Coca-Cola appears on store shelves worldwide, even in the most hard-to-reach villages in the developing world. That level of ubiquity results from an intricate delivery network. Now the soft drink company is sharing its supply-chain-building secrets with social enterprise and governments that want to make medicine as easy to find as a Coke.
Simon Berry hit on an idea that seemed brilliant on paper. Since Coca-Cola manages to find its way to store shelves in remote Sub-Saharan African villages and hard-to-reach communities worldwide, why not create life-saving drug packages that can hitch along for the ride? Berry founded Cola Life to produce Kit Yamoyo, an anti-diarrhea kit with oral rehydration solution, zinc tablets and soap in packages that fit between the Coke bottles in a crate.
While sharing its crates, Coca-Cola also shared its knowledge of supply chains. Cola Life began a year-long test of the kits in Zambia and sold more than 20,000 to retailers in the first six months. But only a few of those shipped on Coke crates.

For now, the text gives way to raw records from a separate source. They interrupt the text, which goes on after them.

//! Vector, quaternion, and affine transform math

pub mod quat;
pub mod transform;

pub use quat::Quat;
pub use transform::Transform;
use std::io::{Read, Result, Write};

use crate::error::Error;

/// Longest string accepted by [`read_string`], a sanity cap against
/// garbled length prefixes
const MAX_STRING_LEN: usize = 1 << 20;

/// Write a u32-length-prefixed UTF-8 string
pub(crate) fn write_string<W: Write>(writer: &mut W, s: &str) -> crate::error::Result<()> {
    writer.write_u32_le(s.len() as u32)?;
    writer.write_all(s.as_bytes())?;
    Ok(())
}

/// Read a u32-length-prefixed UTF-8 string
pub(crate) fn read_string<R: Read>(reader: &mut R) -> crate::error::Result<String> {
    let len = reader.read_u32_le()? as usize;
    if len > MAX_STRING_LEN {
        return Err(Error::Parse(format!("string length {len} out of range")));
    }
    let mut buf = vec![0u8; len];
    reader.read_exact(&mut buf)?;
    String::from_utf8(buf).map_err(|_| Error::Parse("string is not valid UTF-8".into()))
}

/// Extension trait for reading little-endian values from a reader
pub trait ReadExt: Read {
    fn read_u8(&mut self) -> Result<u8> {
        let mut buf = [0u8; 1];
        self.read_exact(&mut buf)?;
        Ok(buf[0])
    }

    fn read_u16_le(&mut self) -> Result<u16> {
        let mut buf = [0u8; 2];
        self.read_exact(&mut buf)?;
        Ok(u16::from_le_bytes(buf))
    }

    fn read_u32_le(&mut self) -> Result<u32> {
        let mut buf = [0u8; 4];
        self.read_exact(&mut buf)?;
        Ok(u32::from_le_bytes(buf))
    }

    fn read_f32_le(&mut self) -> Result<f32> {
        let mut buf = [0u8; 4];
        self.read_exact(&mut buf)?;
        Ok(f32::from_le_bytes(buf))
    }
}

/// Extension trait for writing little-endian values to a writer
pub trait WriteExt: Write {
    fn write_u8(&mut self, n: u8) -> Result<()> {
        self.write_all(&[n])
    }

    fn write_u16_le(&mut self, n: u16) -> Result<()> {
        self.write_all(&n.to_le_bytes())
    }

    fn write_u32_le(&mut self, n: u32) -> Result<()> {
        self.write_all(&n.to_le_bytes())
    }

    fn write_f32_le(&mut self, n: f32) -> Result<()> {
        self.write_all(&n.to_le_bytes())
    }
}

impl<R: Read + ?Sized> ReadExt for R {}
impl<W: Write + ?Sized> WriteExt for W {}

“In the end, using the space in the crates was not the key enabler we thought it would be. It was the space in the market, not the space in the crates, that was important,” Berry told E4C.
Coke’s advisors had asked Berry about his “value chain,” a term that he hadn’t properly understood at first. Over time, he learned that the softdrink company’s distribution secret was, to put it simply, money. Or, more abstractly, motivation. And money motivates. From manufacture to sale, nearly every hand that a bottle of Coke passes through belongs to somebody who gets paid for doing the job right. Each link in the supply chain is motivated to keep the whole thing running smoothly.
That basic insight, along with other technical advice, were Coca-Cola’s gift to Cola Life. Kit Yamoyo sold to consumers for about $1, a price that includes a 35 percent margin for the retailer, 20 percent for the wholesaler and 5 percent for the manufacturer. Everybody is paid and motivated all along the supply chain and the kits go out even to the hard-to-reach stores in rural communities.
Cola Life is just one of the medical operations that Coca-Cola has enhanced. Drawing from its well of experience with distribution in developing countries, Coca-Cola is training people in non-profit enterprise and even government agencies to use its business tactics to improve their supply chains.
Project Last Mile
For the past five years, the company has engaged with health agencies in African governments through Project Last Mile. The project is a partnership that includes the Global Fund, the Bill and Melinda Gates Foundation, Accenture Development Partnerships and, more recently, USAID. Work began Tanzania improving its medicine delivery system and has expanded to Ghana and Mozambique. By 2020 the project plans to operate in 10 African countries.
“Coca-Cola had previously attempted to leverage its extensive distribution system to improve access to medical supplies, [but] most of these attempts were associated with disaster relief as opposed to proactive, sustained partnerships,” says April Jordan, Coca-Cola’s Director of External Corporate Affairs.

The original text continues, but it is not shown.